▶ _Stored data_:

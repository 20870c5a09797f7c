// Calibration error types and constants

use crate::error::ErrorCode;
use log::error;
use std::fmt;

/// Calibration error code constants
///
/// Single source of truth for the numeric codes reported in logs and
/// carried by protocol error responses.
///
/// Error code range: 2001-2007
pub struct CalibrationErrorCodes {}

impl CalibrationErrorCodes {
    /// Fewer valid samples than the operation requires
    pub const INSUFFICIENT_SAMPLES: i32 = 2001;

    /// Parameter outside its documented bounds
    pub const INVALID_PARAMETER: i32 = 2002;

    /// Bounded-wait lock could not be acquired in time
    pub const LOCK_CONTENTION: i32 = 2003;

    /// Learning history too short for an estimate
    pub const NOT_ENOUGH_LEARNING_POINTS: i32 = 2004;

    /// Learned scale outside the anti-runaway window
    pub const LEARNED_SCALE_REJECTED: i32 = 2005;

    /// Learning weights or voltages too small to estimate from
    pub const DEGENERATE_LEARNING_DATA: i32 = 2006;

    /// Monitor state lock was poisoned
    pub const STATE_POISONED: i32 = 2007;
}

/// Log a calibration error with structured context
///
/// This function logs calibration errors with structured fields including:
/// - error_code: Numeric error code for programmatic handling
/// - context: The operation that failed
/// - message: Human-readable error message
pub fn log_calibration_error(err: &CalibrationError, context: &str) {
    error!(
        "Calibration error in {}: code={}, component=CalibrationEngine, message={}",
        context,
        err.code(),
        err.message()
    );
}

/// Calibration-related errors
///
/// These errors cover parameter store access, calibration sampling and the
/// learning estimator. None of them are fatal: the caller keeps the previous
/// calibration parameters and carries on.
///
/// Error code ranges: 2001-2007
#[derive(Debug, Clone, PartialEq)]
pub enum CalibrationError {
    /// Insufficient valid samples collected for a calibration batch
    InsufficientSamples { required: usize, collected: usize },

    /// Parameter rejected before any state mutation
    InvalidParameter { name: &'static str, value: f32 },

    /// Parameter store lock not acquired within the bounded wait
    LockContention { resource: &'static str },

    /// Learning history holds fewer points than the estimator needs
    NotEnoughLearningPoints { required: usize, available: usize },

    /// Learned scale deviates too far from the current scale
    LearnedScaleRejected { learned: f32, current: f32 },

    /// Accumulated weights too small for a stable estimate
    DegenerateLearningData,

    /// Monitor state lock was poisoned
    StatePoisoned,
}

impl ErrorCode for CalibrationError {
    fn code(&self) -> i32 {
        match self {
            CalibrationError::InsufficientSamples { .. } => {
                CalibrationErrorCodes::INSUFFICIENT_SAMPLES
            }
            CalibrationError::InvalidParameter { .. } => CalibrationErrorCodes::INVALID_PARAMETER,
            CalibrationError::LockContention { .. } => CalibrationErrorCodes::LOCK_CONTENTION,
            CalibrationError::NotEnoughLearningPoints { .. } => {
                CalibrationErrorCodes::NOT_ENOUGH_LEARNING_POINTS
            }
            CalibrationError::LearnedScaleRejected { .. } => {
                CalibrationErrorCodes::LEARNED_SCALE_REJECTED
            }
            CalibrationError::DegenerateLearningData => {
                CalibrationErrorCodes::DEGENERATE_LEARNING_DATA
            }
            CalibrationError::StatePoisoned => CalibrationErrorCodes::STATE_POISONED,
        }
    }

    fn message(&self) -> String {
        match self {
            CalibrationError::InsufficientSamples {
                required,
                collected,
            } => {
                format!("Insufficient samples: need {}, got {}", required, collected)
            }
            CalibrationError::InvalidParameter { name, value } => {
                format!("Invalid parameter: {} = {}", name, value)
            }
            CalibrationError::LockContention { resource } => {
                format!("Lock contention on {}", resource)
            }
            CalibrationError::NotEnoughLearningPoints {
                required,
                available,
            } => {
                format!(
                    "Not enough learning points: need {}, have {}",
                    required, available
                )
            }
            CalibrationError::LearnedScaleRejected { learned, current } => {
                format!(
                    "Learned scale {:.2} A/V rejected (current {:.2} A/V)",
                    learned, current
                )
            }
            CalibrationError::DegenerateLearningData => {
                "Learning data too weak for an estimate".to_string()
            }
            CalibrationError::StatePoisoned => "Calibration state lock poisoned".to_string(),
        }
    }
}

impl fmt::Display for CalibrationError {
    fn fmt(&self, f: &mut fmt::Formatter<'_>) -> fmt::Result {
        write!(
            f,
            "CalibrationError::{:?} (code {}): {}",
            self,
            self.code(),
            self.message()
        )
    }
}

impl std::error::Error for CalibrationError {}

#[cfg(test)]
mod tests {
    use super::*;

    #[test]
    fn test_calibration_error_codes() {
        assert_eq!(
            CalibrationError::InsufficientSamples {
                required: 10,
                collected: 3
            }
            .code(),
            CalibrationErrorCodes::INSUFFICIENT_SAMPLES
        );
        assert_eq!(
            CalibrationError::InvalidParameter {
                name: "scale",
                value: -1.0
            }
            .code(),
            CalibrationErrorCodes::INVALID_PARAMETER
        );
        assert_eq!(
            CalibrationError::LockContention { resource: "bias" }.code(),
            CalibrationErrorCodes::LOCK_CONTENTION
        );
        assert_eq!(
            CalibrationError::NotEnoughLearningPoints {
                required: 3,
                available: 1
            }
            .code(),
            CalibrationErrorCodes::NOT_ENOUGH_LEARNING_POINTS
        );
        assert_eq!(
            CalibrationError::LearnedScaleRejected {
                learned: 500.0,
                current: 200.0
            }
            .code(),
            CalibrationErrorCodes::LEARNED_SCALE_REJECTED
        );
        assert_eq!(
            CalibrationError::DegenerateLearningData.code(),
            CalibrationErrorCodes::DEGENERATE_LEARNING_DATA
        );
        assert_eq!(
            CalibrationError::StatePoisoned.code(),
            CalibrationErrorCodes::STATE_POISONED
        );
    }

    #[test]
    fn test_calibration_error_messages() {
        let err = CalibrationError::InsufficientSamples {
            required: 10,
            collected: 4,
        };
        assert_eq!(err.message(), "Insufficient samples: need 10, got 4");

        let err = CalibrationError::InvalidParameter {
            name: "sensitivity",
            value: 1.5,
        };
        assert_eq!(err.message(), "Invalid parameter: sensitivity = 1.5");

        let err = CalibrationError::LockContention { resource: "scale" };
        assert!(err.message().contains("scale"));

        let err = CalibrationError::LearnedScaleRejected {
            learned: 450.0,
            current: 200.0,
        };
        assert!(err.message().contains("450.00"));
    }

    #[test]
    fn test_calibration_error_display() {
        let err = CalibrationError::DegenerateLearningData;
        let display = format!("{}", err);
        assert!(display.contains("CalibrationError"));
        assert!(display.contains(&err.code().to_string()));
    }
}
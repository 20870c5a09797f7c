//! Continuous measurement loop.

use std::sync::Arc;
use std::time::Duration;

use crate::context::AppContext;
use crate::error::log_calibration_error;
use crate::shutdown::ShutdownSignal;

/// Pause between batches so a zero-interval configuration cannot starve the runtime
const MIN_CYCLE: Duration = Duration::from_millis(10);

/// Measure back to back until cancelled
///
/// Cancellation is observed between batches, so shutdown waits for at most
/// one batch of sampling.
pub async fn run_sampler(ctx: Arc<AppContext>, signal: ShutdownSignal) {
    tracing::info!("[Sampler] Measurement loop started");
    let mut failures: u64 = 0;

    while !signal.is_triggered() {
        if let Err(e) = ctx.measure_current().await {
            failures += 1;
            log_calibration_error(&e, "measure_current");
        }
        if !signal.sleep(MIN_CYCLE).await {
            break;
        }
    }

    tracing::info!(failures, "[Sampler] Measurement loop stopped");
}
//! Configuration management for sensor physics and calibration tuning
//!
//! This module provides runtime configuration loading from JSON files so the
//! sensor constants, stability thresholds, and controller cadence can be
//! adjusted without recompilation. Every section has defaults matching the
//! stock CT-clamp hardware, so a missing or partial file is never fatal.

use serde::{Deserialize, Serialize};
use std::fs;
use std::path::Path;

/// Complete application configuration
#[derive(Debug, Clone, Default, Serialize, Deserialize)]
#[serde(default)]
pub struct AppConfig {
    pub sensor: SensorConfig,
    pub measurement: MeasurementConfig,
    pub stability: StabilityConfig,
    pub recognition: RecognitionConfig,
    pub learning: LearningConfig,
    pub auto_cal: AutoCalConfig,
    pub network: NetworkConfig,
}

/// Transducer and ADC physics
#[derive(Debug, Clone, Serialize, Deserialize)]
#[serde(default)]
pub struct SensorConfig {
    /// Full-scale raw reading of the ADC
    pub adc_resolution: u16,
    /// ADC reference voltage in volts
    pub reference_voltage: f32,
    /// Manufacturer bias voltage (mid-rail)
    pub default_bias_voltage: f32,
    /// Burden resistor in ohms
    pub burden_resistor_ohms: f32,
    /// Secondary current at rated primary current, in amps
    pub max_secondary_current: f32,
    /// CT turns ratio
    pub transformation_ratio: f32,
    /// Rated primary current in amps
    pub max_current_amps: f32,
    /// Accepted range for SET_BIAS
    pub bias_range: (f32, f32),
    /// Accepted range for SET_SCALE
    pub scale_range: (f32, f32),
}

impl SensorConfig {
    /// Manufacturer scale factor in A/V derived from CT physics
    pub fn theoretical_scale(&self) -> f32 {
        self.max_current_amps / (self.max_secondary_current * self.burden_resistor_ohms)
    }

    /// Convert a raw ADC reading to volts
    pub fn raw_to_voltage(&self, raw: u16) -> f32 {
        raw as f32 / self.adc_resolution as f32 * self.reference_voltage
    }
}

impl Default for SensorConfig {
    fn default() -> Self {
        Self {
            adc_resolution: 4095,
            reference_voltage: 3.3,
            default_bias_voltage: 1.65,
            burden_resistor_ohms: 10.0,
            max_secondary_current: 0.05,
            transformation_ratio: 2000.0,
            max_current_amps: 100.0,
            bias_range: (0.1, 3.0),
            scale_range: (1.0, 1000.0),
        }
    }
}

/// RMS engine and sampler cadence
#[derive(Debug, Clone, Serialize, Deserialize)]
#[serde(default)]
pub struct MeasurementConfig {
    /// Raw ticks per RMS measurement
    pub batch_size: usize,
    /// Delay between ticks in a batch
    pub sample_interval_ms: u64,
    /// Run the averaged detection pass every N measurements
    pub detection_every: u64,
    /// Ticks in a detection pass
    pub detection_samples: usize,
    /// Delay between detection ticks
    pub detection_interval_ms: u64,
    /// Nominal mains voltage used for power estimates
    pub mains_voltage: f32,
    /// Telemetry broadcast period
    pub telemetry_interval_ms: u64,
    /// Capacity of the diagnostic sample window
    pub window_size: usize,
}

impl Default for MeasurementConfig {
    fn default() -> Self {
        Self {
            batch_size: 100,
            sample_interval_ms: 2,
            detection_every: 50,
            detection_samples: 20,
            detection_interval_ms: 100,
            mains_voltage: 120.0,
            telemetry_interval_ms: 2000,
            window_size: 100,
        }
    }
}

/// History and stability detector thresholds
#[derive(Debug, Clone, Serialize, Deserialize)]
#[serde(default)]
pub struct StabilityConfig {
    pub history_size: usize,
    pub variance_threshold: f32,
    pub min_current: f32,
    pub max_current: f32,
    /// Readings below this count toward zero-calibration eligibility
    pub zero_threshold: f32,
    /// Hold time before a stable load may trigger scale recalibration
    pub stable_time_ms: u64,
    /// Minimum time between scale recalibrations
    pub scale_recal_interval_ms: u64,
}

impl Default for StabilityConfig {
    fn default() -> Self {
        Self {
            history_size: 50,
            variance_threshold: 0.1,
            min_current: 0.5,
            max_current: 15.0,
            zero_threshold: 0.05,
            stable_time_ms: 180_000,
            scale_recal_interval_ms: 1_800_000,
        }
    }
}

/// Device recognition gating
#[derive(Debug, Clone, Serialize, Deserialize)]
#[serde(default)]
pub struct RecognitionConfig {
    pub confidence_threshold: f32,
    pub default_sensitivity: f32,
    /// Bounds enforced by the adaptive sensitivity loop
    pub sensitivity_bounds: (f32, f32),
    /// Step applied by each sensitivity adjustment
    pub sensitivity_step: f32,
}

impl Default for RecognitionConfig {
    fn default() -> Self {
        Self {
            confidence_threshold: 0.9,
            default_sensitivity: 0.7,
            sensitivity_bounds: (0.3, 0.9),
            sensitivity_step: 0.05,
        }
    }
}

/// Learning estimator parameters
#[derive(Debug, Clone, Serialize, Deserialize)]
#[serde(default)]
pub struct LearningConfig {
    pub capacity: usize,
    pub min_points: usize,
    pub decay_per_day: f32,
    pub default_learning_rate: f32,
    /// Weight of the current scale in the damped update
    pub blend_current: f32,
    /// Maximum relative deviation of a learned scale from the current one
    pub max_deviation: f32,
}

impl Default for LearningConfig {
    fn default() -> Self {
        Self {
            capacity: 50,
            min_points: 3,
            decay_per_day: 0.95,
            default_learning_rate: 0.1,
            blend_current: 0.7,
            max_deviation: 0.5,
        }
    }
}

/// Auto-calibration controller cadence and sampling budgets
#[derive(Debug, Clone, Serialize, Deserialize)]
#[serde(default)]
pub struct AutoCalConfig {
    pub enabled: bool,
    pub period_ms: u64,
    pub zero_interval_ms: u64,
    pub consecutive_zero_count: u32,
    pub zero_batch: usize,
    pub zero_min_valid: usize,
    pub zero_sample_interval_ms: u64,
    pub known_load_batch: usize,
    pub known_load_min_valid: usize,
    pub known_load_interval_ms: u64,
    /// Sensitivity adaptation cadence
    pub adjust_interval_ms: u64,
    /// Bounded wait on the parameter store lock
    pub lock_timeout_ms: u64,
}

impl Default for AutoCalConfig {
    fn default() -> Self {
        Self {
            enabled: true,
            period_ms: 30_000,
            zero_interval_ms: 1_800_000,
            consecutive_zero_count: 150,
            zero_batch: 100,
            zero_min_valid: 50,
            zero_sample_interval_ms: 10,
            known_load_batch: 50,
            known_load_min_valid: 10,
            known_load_interval_ms: 50,
            adjust_interval_ms: 3_600_000,
            lock_timeout_ms: 100,
        }
    }
}

/// UDP transport settings
#[derive(Debug, Clone, Serialize, Deserialize)]
#[serde(default)]
pub struct NetworkConfig {
    pub command_port: u16,
    pub telemetry_port: u16,
    pub telemetry_target: String,
}

impl Default for NetworkConfig {
    fn default() -> Self {
        Self {
            command_port: 3334,
            telemetry_port: 3333,
            telemetry_target: "255.255.255.255".to_string(),
        }
    }
}

impl AppConfig {
    /// Load configuration from JSON file
    ///
    /// # Arguments
    /// * `path` - Path to JSON config file
    ///
    /// # Returns
    /// The parsed configuration, or the defaults if the file is missing or
    /// its JSON is invalid
    pub fn load_from_file<P: AsRef<Path>>(path: P) -> Self {
        match fs::read_to_string(&path) {
            Ok(contents) => match serde_json::from_str(&contents) {
                Ok(config) => {
                    log::info!("[Config] Loaded configuration from {:?}", path.as_ref());
                    config
                }
                Err(err) => {
                    log::warn!(
                        "[Config] Failed to parse JSON from {:?}: {}. Using defaults.",
                        path.as_ref(),
                        err
                    );
                    Self::default()
                }
            },
            Err(err) => {
                log::warn!(
                    "[Config] Failed to read config file {:?}: {}. Using defaults.",
                    path.as_ref(),
                    err
                );
                Self::default()
            }
        }
    }

    /// Load configuration from the default location
    pub fn load() -> Self {
        Self::load_from_file("config/ampsense.json")
    }

    /// Configuration with every sampling delay zeroed, for tests and replay
    pub fn without_delays() -> Self {
        let mut config = Self::default();
        config.measurement.sample_interval_ms = 0;
        config.measurement.detection_interval_ms = 0;
        config.auto_cal.zero_sample_interval_ms = 0;
        config.auto_cal.known_load_interval_ms = 0;
        config
    }
}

▶ _Assignment_: From the start of the data to the line that holds "pub const INVALID_PARAMETER: i32 = 2002;", retype each line exactly, with both ends included.

▶ _Solution for this problem_:
repository 20870c5a09797f7c
// Calibration error types and constants

use crate::error::ErrorCode;
use log::error;
use std::fmt;

/// Calibration error code constants
///
/// Single source of truth for the numeric codes reported in logs and
/// carried by protocol error responses.
///
/// Error code range: 2001-2007
pub struct CalibrationErrorCodes {}

impl CalibrationErrorCodes {
    /// Fewer valid samples than the operation requires
    pub const INSUFFICIENT_SAMPLES: i32 = 2001;

    /// Parameter outside its documented bounds
    pub const INVALID_PARAMETER: i32 = 2002;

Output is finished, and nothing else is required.